Spent the morning cleaning boat. Can anyone tell me how worm dirt can get in every crevice of a boat. I think I should be able to save some money in gas and get on plane a lot quicker now!


----------



## maynard (May 19, 2007)

Worm dirt= Glitter of the sea...


----------



## ohiotuber (Apr 15, 2004)

I used to fish, as a guest, on a friend's boat in Erie.Tom asked me to pick up a flat of worms in Massillon the day I left. I bought them 2 days before leaving, went to the trouble of cutting newspapers into small pieces (now easy with today's shredders), dampening papers with cold water, rinsing dirt off worms & adding some ice cubes daily. He couldn't believe how lively the worms were & how clean his boat stayed. Worms feed off the newsprint and, when kept cold, are in great shape.
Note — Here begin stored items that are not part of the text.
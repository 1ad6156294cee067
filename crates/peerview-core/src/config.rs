//! 애플리케이션 설정 구조체.
//!
//! API 서버 주소, 요청 헤더/에러 처리 정책, 토스트와 인라인 메시지 타이밍을
//! 정의한다. `ConfigManager`를 통해 JSON 파일에서 로드.

use crate::error::CoreError;
use serde::{Deserialize, Serialize};
use std::time::Duration;

/// 최상위 애플리케이션 설정
#[derive(Debug, Clone, Serialize, Deserialize)]
pub struct AppConfig {
    /// API 연결 설정
    pub api: ApiConfig,
    /// 토스트 알림 설정
    #[serde(default)]
    pub toast: ToastConfig,
    /// 인라인 메시지 설정
    #[serde(default)]
    pub message: MessageConfig,
}

// ============================================================
// API 설정
// ============================================================

/// 기본 헤더와 호출자 헤더가 겹칠 때의 우선순위
#[derive(Debug, Clone, Copy, Default, PartialEq, Eq, Serialize, Deserialize)]
#[serde(rename_all = "snake_case")]
pub enum HeaderPrecedence {
    /// 호출자 헤더가 기본 `Content-Type`을 덮어씀
    #[default]
    CallerWins,
    /// 기본 헤더가 호출자 헤더를 덮어씀 (초기 동작)
    DefaultWins,
}

/// 실패 응답 본문에서 메시지를 뽑는 방식
#[derive(Debug, Clone, Copy, Default, PartialEq, Eq, Serialize, Deserialize)]
#[serde(rename_all = "snake_case")]
pub enum ErrorDetailPolicy {
    /// 문자열 `detail`만 인식
    Basic,
    /// 문자열 `detail` + 검증 에러 배열 (`loc`/`msg`)
    #[default]
    Validation,
}

/// API 연결 설정
#[derive(Debug, Clone, Serialize, Deserialize)]
pub struct ApiConfig {
    /// 서버 origin (예: "http://localhost:8000")
    pub server_url: String,
    /// 모든 엔드포인트 앞에 붙는 경로
    #[serde(default = "default_base_path")]
    pub base_path: String,
    /// 요청 타임아웃 (초)
    #[serde(default = "default_timeout_secs")]
    pub timeout_secs: u64,
    /// 헤더 병합 우선순위
    #[serde(default)]
    pub header_precedence: HeaderPrecedence,
    /// 에러 메시지 추출 정책
    #[serde(default)]
    pub error_detail: ErrorDetailPolicy,
}

impl Default for ApiConfig {
    fn default() -> Self {
        Self {
            server_url: default_server_url(),
            base_path: default_base_path(),
            timeout_secs: default_timeout_secs(),
            header_precedence: HeaderPrecedence::default(),
            error_detail: ErrorDetailPolicy::default(),
        }
    }
}

// ============================================================
// 토스트/메시지 설정
// ============================================================

/// 동시에 보이는 토스트 수의 상한
pub const MAX_VISIBLE: usize = 3;

/// 토스트 알림 설정
#[derive(Debug, Clone, Serialize, Deserialize)]
pub struct ToastConfig {
    /// 동시에 보이는 최대 개수 (`1..=MAX_VISIBLE`로 제한되어 적용)
    #[serde(default = "default_max_visible")]
    pub max_visible: usize,
    /// 기본 표시 시간 (밀리초)
    #[serde(default = "default_duration_ms")]
    pub default_duration_ms: u64,
    /// 퇴장 애니메이션 시간 (밀리초)
    #[serde(default = "default_exit_delay_ms")]
    pub exit_delay_ms: u64,
}

impl Default for ToastConfig {
    fn default() -> Self {
        Self {
            max_visible: default_max_visible(),
            default_duration_ms: default_duration_ms(),
            exit_delay_ms: default_exit_delay_ms(),
        }
    }
}

impl ToastConfig {
    /// 실제 적용되는 최대 표시 개수
    pub fn visible_cap(&self) -> usize {
        self.max_visible.clamp(1, MAX_VISIBLE)
    }

    /// 기본 표시 시간을 Duration으로 반환
    pub fn default_duration(&self) -> Duration {
        Duration::from_millis(self.default_duration_ms)
    }

    /// 퇴장 애니메이션 시간을 Duration으로 반환
    pub fn exit_delay(&self) -> Duration {
        Duration::from_millis(self.exit_delay_ms)
    }
}

/// 인라인 메시지 설정
#[derive(Debug, Clone, Serialize, Deserialize)]
pub struct MessageConfig {
    /// 메시지 자동 제거 시간 (밀리초)
    #[serde(default = "default_message_lifetime_ms")]
    pub lifetime_ms: u64,
}

impl Default for MessageConfig {
    fn default() -> Self {
        Self {
            lifetime_ms: default_message_lifetime_ms(),
        }
    }
}

impl MessageConfig {
    /// 자동 제거 시간을 Duration으로 반환
    pub fn lifetime(&self) -> Duration {
        Duration::from_millis(self.lifetime_ms)
    }
}

// ============================================================
// AppConfig impl
// ============================================================

impl AppConfig {
    /// 기본 설정값 반환
    pub fn default_config() -> Self {
        Self {
            api: ApiConfig::default(),
            toast: ToastConfig::default(),
            message: MessageConfig::default(),
        }
    }

    /// 요청 타임아웃을 Duration으로 반환
    pub fn request_timeout(&self) -> Duration {
        Duration::from_secs(self.api.timeout_secs)
    }

    /// `섹션.필드` 키로 값 하나를 변경
    ///
    /// 정책 값은 설정 파일과 같은 snake_case 이름을 받는다.
    pub fn set_field(&mut self, key: &str, value: &str) -> Result<(), CoreError> {
        match key {
            "api.server_url" => self.api.server_url = value.to_string(),
            "api.base_path" => self.api.base_path = value.to_string(),
            "api.timeout_secs" => self.api.timeout_secs = parse_number(key, value)?,
            "api.header_precedence" => self.api.header_precedence = parse_named(key, value)?,
            "api.error_detail" => self.api.error_detail = parse_named(key, value)?,
            "toast.max_visible" => self.toast.max_visible = parse_number(key, value)?,
            "toast.default_duration_ms" => {
                self.toast.default_duration_ms = parse_number(key, value)?
            }
            "toast.exit_delay_ms" => self.toast.exit_delay_ms = parse_number(key, value)?,
            "message.lifetime_ms" => self.message.lifetime_ms = parse_number(key, value)?,
            _ => return Err(CoreError::Config(format!("알 수 없는 설정 키: {key}"))),
        }
        Ok(())
    }
}

fn parse_number<T: std::str::FromStr>(key: &str, value: &str) -> Result<T, CoreError>
where
    T::Err: std::fmt::Display,
{
    value
        .trim()
        .parse()
        .map_err(|e| CoreError::Config(format!("{key} 값이 올바르지 않음: {value}: {e}")))
}

fn parse_named<T: serde::de::DeserializeOwned>(key: &str, value: &str) -> Result<T, CoreError> {
    serde_json::from_value(serde_json::Value::String(value.to_string()))
        .map_err(|e| CoreError::Config(format!("{key} 값이 올바르지 않음: {value}: {e}")))
}

impl Default for AppConfig {
    fn default() -> Self {
        Self::default_config()
    }
}

// ============================================================
// 기본값 함수
// ============================================================

fn default_server_url() -> String {
    "http://localhost:8000".to_string()
}
fn default_base_path() -> String {
    "/api".to_string()
}
fn default_timeout_secs() -> u64 {
    30
}
fn default_max_visible() -> usize {
    MAX_VISIBLE
}
fn default_duration_ms() -> u64 {
    crate::models::notification::DEFAULT_DURATION_MS
}
fn default_exit_delay_ms() -> u64 {
    300
}
fn default_message_lifetime_ms() -> u64 {
    5_000
}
No more dirty boat & better, long lasting worms. I'm sure all of you knew this, but just thought I would post it in case someone didn't.

Mike


----------



## Carpn (Apr 5, 2004)

Best bet is to rebed your worms in something different before taking them into the boat .


----------



## mrb1 (Apr 12, 2009)

Where else should "castings" end up?..besides a garden or house plant.


----------



## bigcaptrj (Jul 25, 2013)

let it dry and use a toothbrush and a vacuum


----------



## troutmcallister (Jan 3, 2022)

I always use shredded news paper it'll dry up and come right off boat carpet been doing this ever since buddy of mine knocked box crawlers on floor during a wild erie walleye bite aftermath was bad lol


----------